So much potential…Between two pieces of bread lies infinite space. Flexible space. Space that can expand and contract as you please. Between two pieces of bread lies imagination. Between two pieces of bread, anything is possible.

These possibilities have not been lost on the populations of most countries, where the sandwich is an important national food. The potential has certainly not been lost on the British, who have taken the empty space between bread slices to beautiful heights. Even we Americans are quite capable of doing legendary things between slices.

But then there are the Swiss. Although there are more kinds of bread in Switzerland than just about anywhere else on the planet, the Swiss just don’t seem to know what to do once they cut it up and lie two slices on the table. Unlike most exposed to the potential of the empty space, they take the bread and then proceed to make sandwiches of an undeniable mind-numbingly mundane standard. 

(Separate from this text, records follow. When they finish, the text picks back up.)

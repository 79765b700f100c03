use std::sync::Arc;
use crate::message::Message;
use crate::llm::{LLMResult, GenerateResult};
use crate::llm::stream::StreamData;
use futures::future::BoxFuture;
use futures::stream::BoxStream;

/// Convert a concrete L into an `Arc<dyn LLM>`.
/// Convenience so callers can do `llm_to_arc_dyn(MyLlm::new(...))`.
pub fn llm_to_arc_dyn<L>(llm: L) -> Arc<dyn LLM>
where
    L: 'static + LLM,
{
    Arc::new(llm)
}

/// The completion service boundary. Implementations receive the ordered
/// message list and return one generation.
///
/// Note:
/// - We intentionally do not use `async_trait` here so that returned futures/streams
///   can be annotated with the input lifetime `'a` (avoids unnecessary cloning when desired).
/// - If implementations need to spawn background tasks for streaming, they must first
///   make the necessary data `'static` (e.g. clone the messages).
pub trait LLM: Send + Sync {
    /// Model identifier sent with each request.
    fn model(&self) -> &str;

    /// Produce a generation result. The returned future may borrow from `messages`.
    fn generate<'a>(&'a self, messages: &'a [Message]) -> BoxFuture<'a, LLMResult<GenerateResult>>;

    /// Return a stream that may borrow from `messages`. The stream lifetime is tied to `'a`.
    fn stream<'a>(&'a self, messages: &'a [Message]) -> BoxStream<'a, LLMResult<StreamData>>;
}
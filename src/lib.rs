pub mod llm;
pub mod tools;
pub mod agent;
pub mod memory;
pub mod message;
pub mod config;
pub mod error;
pub mod logging;
pub mod prelude;

// lets `#[tool]` expand to `::mini_chat_agent::...` inside this crate's own tests
extern crate self as mini_chat_agent;

// re-export the proc-macro attribute for convenient use: `use mini_chat_agent::tool;` or `#[mini_chat_agent::tool(...)]`
pub use mini_chat_agent_macros::tool;

pub use tokio_util::sync::CancellationToken;

// paths the `#[tool]` expansion relies on
#[doc(hidden)]
pub use anyhow;
#[doc(hidden)]
pub use async_trait;
use crate::llm::error::LLMError;
use crate::tools::error::ToolError;
use crate::agent::error::AgentError;
use crate::config::ConfigError;

/// Bad caller input. Never reaches the completion service.
#[derive(Debug, Clone, PartialEq, Eq, thiserror::Error)]
pub enum ValidationError {
    #[error("message must not be empty")]
    EmptyMessage,

    #[error("tool name must not be empty")]
    EmptyToolName,

    #[error("tool '{0}' has an empty description")]
    EmptyToolDescription(String),

    #[error("tool '{0}' is already registered")]
    DuplicateTool(String),
}

#[derive(Debug, thiserror::Error)]
pub enum Error {
    #[error("LLM error: {0}")]
    LLM(#[from] LLMError),

    #[error("Tool error: {0}")]
    Tool(#[from] ToolError),

    #[error("Agent error: {0}")]
    Agent(#[from] AgentError),

    #[error("Config error: {0}")]
    Config(#[from] ConfigError),

    #[error("Validation error: {0}")]
    Validation(#[from] ValidationError),

    #[error("HTTP error: {0}")]
    Http(#[from] reqwest::Error),

    #[error("JSON error: {0}")]
    Json(#[from] serde_json::Error),
}

pub type Result<T> = std::result::Result<T, Error>;
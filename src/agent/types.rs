use crate::llm::traits::LLM;
use std::sync::Arc;
use std::time::Duration;
use tokio::sync::{Mutex, RwLock};
use crate::memory::History;
use crate::tools::{CallInfo, ToolRegistry};
use super::error::AgentError;
use crate::llm::tokens::TokenUsage;
use serde::{Serialize, Deserialize};

/// Default cap on completion calls per exchange.
pub const DEFAULT_MAX_ITERATIONS: usize = 4;

/// Conversational agent: one completion backend, one tool registry and one
/// bounded history, none of them shared with other agents.
pub struct Agent {
    /// A short, human-friendly name for the agent instance.
    pub name: String,

    /// The completion service used to generate responses.
    pub llm: Arc<dyn LLM>,

    /// Registered tools the model may call by name.
    pub(crate) tools: RwLock<ToolRegistry>,

    /// Recent turns, fed back into the system prompt.
    pub(crate) history: Mutex<History>,

    /// Optional instructions placed at the top of the system prompt.
    pub system_prompt: Option<String>,

    /// Maximum completion calls per exchange, tool round-trips included.
    pub max_iterations: usize,

    /// Applied by `chat` and `chat_with_cancel` when set.
    pub request_timeout: Option<Duration>,
}

#[derive(Debug, Serialize, Deserialize, Clone, Default, PartialEq)]
pub struct AgentResult {
    pub tokens: TokenUsage,
    pub generation: String,
    /// Completion calls made for this exchange.
    pub iterations: usize,
    /// Tools that ran successfully, in call order.
    pub tool_calls: Vec<CallInfo>,
}

pub type AgentExecuteResult = Result<AgentResult, AgentError>;
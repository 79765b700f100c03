use serde::{Serialize, Deserialize};
use serde_json::Value;

use super::tokens::TokenUsage;

/// One chunk of a streamed generation.
#[derive(Debug, Clone, Serialize, Deserialize, PartialEq)]
pub struct StreamData {
    /// Raw backend payload for this chunk.
    pub value: Value,
    /// Usage, usually only on the final chunk.
    pub tokens: Option<TokenUsage>,
    /// Text delta carried by this chunk.
    pub content: String,
    /// Set on the answer that follows a tool round trip: this chunk is the
    /// whole reply and the text streamed before it was a tool-call directive.
    #[serde(default)]
    pub replaces_previous: bool,
}

impl StreamData {
    pub fn new(value: Value, tokens: Option<TokenUsage>, content: impl Into<String>) -> Self {
        Self {
            value,
            tokens,
            content: content.into(),
            replaces_previous: false,
        }
    }

    pub fn replacing_previous(mut self) -> Self {
        self.replaces_previous = true;
        self
    }

    pub fn text(content: impl Into<String>) -> Self {
        Self::new(Value::Null, None, content)
    }
}
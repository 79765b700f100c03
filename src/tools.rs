pub mod traits;
pub mod error;
pub mod registry;
pub mod directive;
pub mod function;

pub use traits::Tool;
pub use error::ToolError;
pub use registry::{DuplicatePolicy, ToolRegistry};
pub use directive::CallInfo;
pub use function::FnTool;
//! Common imports: `use mini_chat_agent::prelude::*;`

pub use crate::agent::{
    error::AgentError,
    traits::AgentRunner,
    types::{Agent, AgentResult},
};
pub use crate::config::{AppConfig, BackendConfig};
pub use crate::error::{Error, ValidationError};
pub use crate::llm::{
    GenerateResult,
    error::LLMError,
    http::HttpCompletion,
    ollama::Ollama,
    openai::OpenAI,
    stream::StreamData,
    traits::{LLM, llm_to_arc_dyn},
};
pub use crate::memory::History;
pub use crate::message::{Message, MessageRole};
pub use crate::tools::{DuplicatePolicy, FnTool, Tool, ToolError, ToolRegistry};
pub use crate::CancellationToken;
pub use crate::tool;
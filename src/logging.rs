//! Subscriber bootstrap for binaries and demos. Library code only emits
//! `tracing` events and never installs a subscriber on its own.

use tracing::Level;

/// Install a `fmt` subscriber at `INFO`. Safe to call more than once.
pub fn init() {
    init_with_level(Level::INFO);
}

pub fn init_with_level(level: Level) {
    let _ = tracing_subscriber::fmt()
        .with_max_level(level)
        .with_target(false)
        .try_init();
}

The root cause seems to be that the Swiss just don’t get the idea that the sandwich is an expandable thing. They approach two slices of bread as if there were meant to stay close together, as if there was barely any room between them. To the Swiss, it would seem, it’s a lucky thing that you can even fit more than a bit of butter in there.

The butter, really, is where things start to go wrong. They slap the bread with butter on both sides, then press a limp pickle (gherkin) into the bread until it’s almost hidden, like a little surprise, then insert a very thin slice of egg that seems totally lost and misplaced and then…..then…perhaps a few slices of bunderfleisch. Or perhaps a couple of slices of cheese. Or maybe some of that chicken in the yellow curry sauce (if they are feeling really couragous). Then they close the sandwich. That’s it.

It does not seem to have occured them them that they could do so much more between those slices of bread. That perhaps you could put meat and cheese in there. Perhaps some lettuce. Perhaps some onions. Perhaps a pepper or two. Perhaps, thinking about it and now really getting the courage up, some mustard.  There is plenty of room! Throw it all in. Bacon, anyone?

What is going on here? It may be that in a small country, the idea that space is infinite is difficult to accept. Smaller sandwiches just feel better when land is scarce. Or maybe it’s that meat and cheese living together in the same confined space is troublesome for a country struggling with diversity.  Whatever it is, it deserves careful thought. For across the country, every lunchtime, millions of office workers stare into a sandwich cabinet, tearfully wondering why they can have a bacon sandwich, a lettuce sandwich or a tomato sandwich, but not all at once.